Deixemo-nos interpelar pelo Menino na manjedoura, mas deixemo-nos interpelar também pelas crianças que, hoje, não são reclinadas num berço nem acariciadas pelo carinho duma mãe e dum pai, mas jazem nas miseráveis «manjedouras de dignidade»: no abrigo subterrâneo para escapar aos bombardeamentos, na calçada duma grande cidade, no fundo dum barco sobrecarregado de migrantes. Deixemo-nos interpelar pelas crianças que não se deixam nascer, as que choram porque ninguém lhes sacia a fome, aquelas que na mão não têm brinquedos, mas armas.
O mistério do Natal, que é luz e alegria, interpela e mexe connosco, porque é um mistério de esperança e simultaneamente de tristeza. Traz consigo um sabor de tristeza, já que o amor não é acolhido, a vida é descartada. Assim acontece a José e Maria, que encontraram as portas fechadas e puseram Jesus numa manjedoura, «por não haver lugar para eles na hospedaria» (Lc 2, 7). Jesus nasce rejeitado por alguns e na indiferença da maioria. E a mesma indiferença pode reinar também hoje, quando o Natal se torna uma festa onde os protagonistas somos nós, em vez de ser Ele; quando as luzes do comércio põem na sombra a luz de Deus; quando nos afanamos com as prendas e ficamos insensíveis a quem está marginalizado. Esta mundanidade fez refém o Natal; é preciso libertá-lo!

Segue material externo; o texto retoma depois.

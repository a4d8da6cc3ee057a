//! Access scope derivation.
//!
//! Turns a root API key and passphrase into a full [`AccessScope`], optionally
//! derives a caveat- and path-restricted scope from it, and decides which scope
//! the upload uses and which token goes back to the caller.

pub mod capability;
pub mod encryption;
pub mod scope;

pub use capability::{Action, ApiKey, Caveat, PathRestriction};
pub use encryption::{EncryptionAccess, KdfParams};
pub use scope::AccessScope;

use crate::config::StorageConfig;
use crate::utils::errors::{Result, UplinkError};
use tracing::{info, warn};

/// How the caller supplies storage credentials.
#[derive(Debug, Clone, Copy, PartialEq, Eq)]
pub enum AccessMode {
    /// Use the already-serialized scope from the storage config.
    SerializedScope,
    /// Derive scopes from the raw API key and passphrase.
    RawKey { restrict: bool },
}

/// Outcome of scope resolution.
#[derive(Debug, Clone)]
pub struct ResolvedAccess {
    /// Scope the uploading process itself uses.
    pub upload_scope: AccessScope,
    /// Token handed back to the caller, if one was derived.
    pub token: Option<String>,
    /// Whether `token` is the restricted variant.
    pub restricted_token: bool,
}

#[derive(Debug, Clone, Default)]
pub struct AccessScopeBuilder {
    kdf: KdfParams,
}

impl AccessScopeBuilder {
    pub fn new() -> Self {
        Self::default()
    }

    pub fn with_kdf_params(kdf: KdfParams) -> Self {
        Self { kdf }
    }

    /// Derive encryption access from the passphrase. Deterministic in its inputs.
    pub fn derive_access(
        &self,
        root: &ApiKey,
        passphrase: &str,
        satellite: &str,
    ) -> Result<EncryptionAccess> {
        EncryptionAccess::derive(root, passphrase, satellite, self.kdf)
    }

    pub fn build_full_scope(
        &self,
        satellite: &str,
        root: ApiKey,
        encryption: EncryptionAccess,
    ) -> AccessScope {
        AccessScope::Full {
            satellite: satellite.to_string(),
            api_key: root,
            encryption,
        }
    }

    /// Derive a scope limited by `caveat` and confined to `restriction`.
    pub fn restrict(
        &self,
        scope: &AccessScope,
        caveat: &Caveat,
        restriction: &PathRestriction,
    ) -> Result<AccessScope> {
        if restriction.bucket.is_empty() {
            return Err(UplinkError::Validation(
                "a bucket name is required to restrict an access scope".into(),
            ));
        }

        let mut caveat = caveat.clone();
        caveat.allowed_paths = vec![restriction.clone()];

        Ok(AccessScope::Restricted {
            satellite: scope.satellite().to_string(),
            api_key: scope.api_key().restrict(caveat.clone())?,
            encryption: scope.encryption().restrict(restriction)?,
            caveat,
            restriction: restriction.clone(),
        })
    }

    /// Pick the upload scope and the returned token for `mode`.
    ///
    /// With a raw key the full scope is always derived and always used for the
    /// upload; a restricted token replaces the full one as the returned value
    /// only when `restrict` is set. With a serialized scope the token is parsed
    /// and used as is, and nothing is returned.
    pub fn resolve(&self, storage: &StorageConfig, mode: AccessMode) -> Result<ResolvedAccess> {
        match mode {
            AccessMode::SerializedScope => {
                if storage.serialized_scope.trim().is_empty() {
                    return Err(UplinkError::Validation(
                        "serializedScope is required when no raw API key is used".into(),
                    ));
                }
                let scope = AccessScope::parse(&storage.serialized_scope)?;
                if scope.is_restricted() {
                    warn!("Uploading with a restricted scope; the bucket must already exist");
                }
                Ok(ResolvedAccess {
                    upload_scope: scope,
                    token: None,
                    restricted_token: false,
                })
            }
            AccessMode::RawKey { restrict } => {
                if storage.api_key.trim().is_empty() || storage.satellite.trim().is_empty() {
                    return Err(UplinkError::Validation(
                        "apikey and satelliteURL are required to derive a scope".into(),
                    ));
                }
                let restriction = storage.path_restriction();
                if restrict && restriction.bucket.is_empty() {
                    return Err(UplinkError::Validation(
                        "a bucket name is required to restrict an access scope".into(),
                    ));
                }

                info!("Parsing the API key...");
                let root = ApiKey::parse(&storage.api_key)?;

                info!("Deriving encryption access from passphrase...");
                let encryption = self.derive_access(&root, &storage.passphrase, &storage.satellite)?;
                let full = self.build_full_scope(&storage.satellite, root, encryption);

                let token = if restrict {
                    let restricted = self.restrict(&full, &storage.caveat(), &restriction)?;
                    restricted.serialize()?
                } else {
                    full.serialize()?
                };

                Ok(ResolvedAccess {
                    upload_scope: full,
                    token: Some(token),
                    restricted_token: restrict,
                })
            }
        }
    }
}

Mas o Natal tem sobretudo um sabor de esperança, porque, não obstante as nossas trevas, resplandece a luz de Deus. A sua luz gentil não mete medo; enamorado por nós, Deus atrai-nos com a sua ternura, nascendo pobre e frágil no nosso meio, como um de nós. Nasce em Belém, que significa «casa do pão»; deste modo parece querer dizer-nos que nasce como pão para nós; vem à nossa vida, para nos dar a sua vida; vem ao nosso mundo, para nos trazer o seu amor. Vem, não para devorar e comandar, mas alimentar e servir. Há, pois, uma linha direta que liga a manjedoura e a cruz, onde Jesus será pão repartido: é a linha direta do amor que se dá e nos salva, que dá luz à nossa vida, paz aos nossos corações.
Compreenderam-no, naquela noite, os pastores, que se contavam entre os marginalizados de então. Mas ninguém é marginalizado aos olhos de Deus, e precisamente eles foram os convidados de Natal. Quem se sentia seguro de si, autossuficiente, ficara em casa com as suas coisas; ao contrário, os pastores «foram apressadamente» (Lc 2, 16). Deixemo-nos, também nós, interpelar e convocar nesta noite por Jesus, vamos confiadamente ter com Ele, a partir daquilo em que nos sentimos marginalizados, a partir dos nossos limites, a partir dos nossos pecados. Deixemo-nos tocar pela ternura que salva. Aproximemo-nos de Deus que Se faz próximo, detenhamo-nos a olhar o presépio, imaginemos o nascimento de Jesus: a luz e a paz, a pobreza extrema e a rejeição. Entremos no verdadeiro Natal com os pastores, levemos a Jesus aquilo que somos, as nossas marginalizações, as nossas feridas não curadas, os nossos pecados. Assim, em Jesus, saborearemos o verdadeiro espírito do Natal: a beleza de ser amado por Deus. Com Maria e José, paremos diante da manjedoura, diante de Jesus que nasce como pão para a minha vida. Contemplando o seu amor humilde e infinito, digamos-Lhe pura e simplesmente obrigado: Obrigado, porque fizestes tudo isto por mim.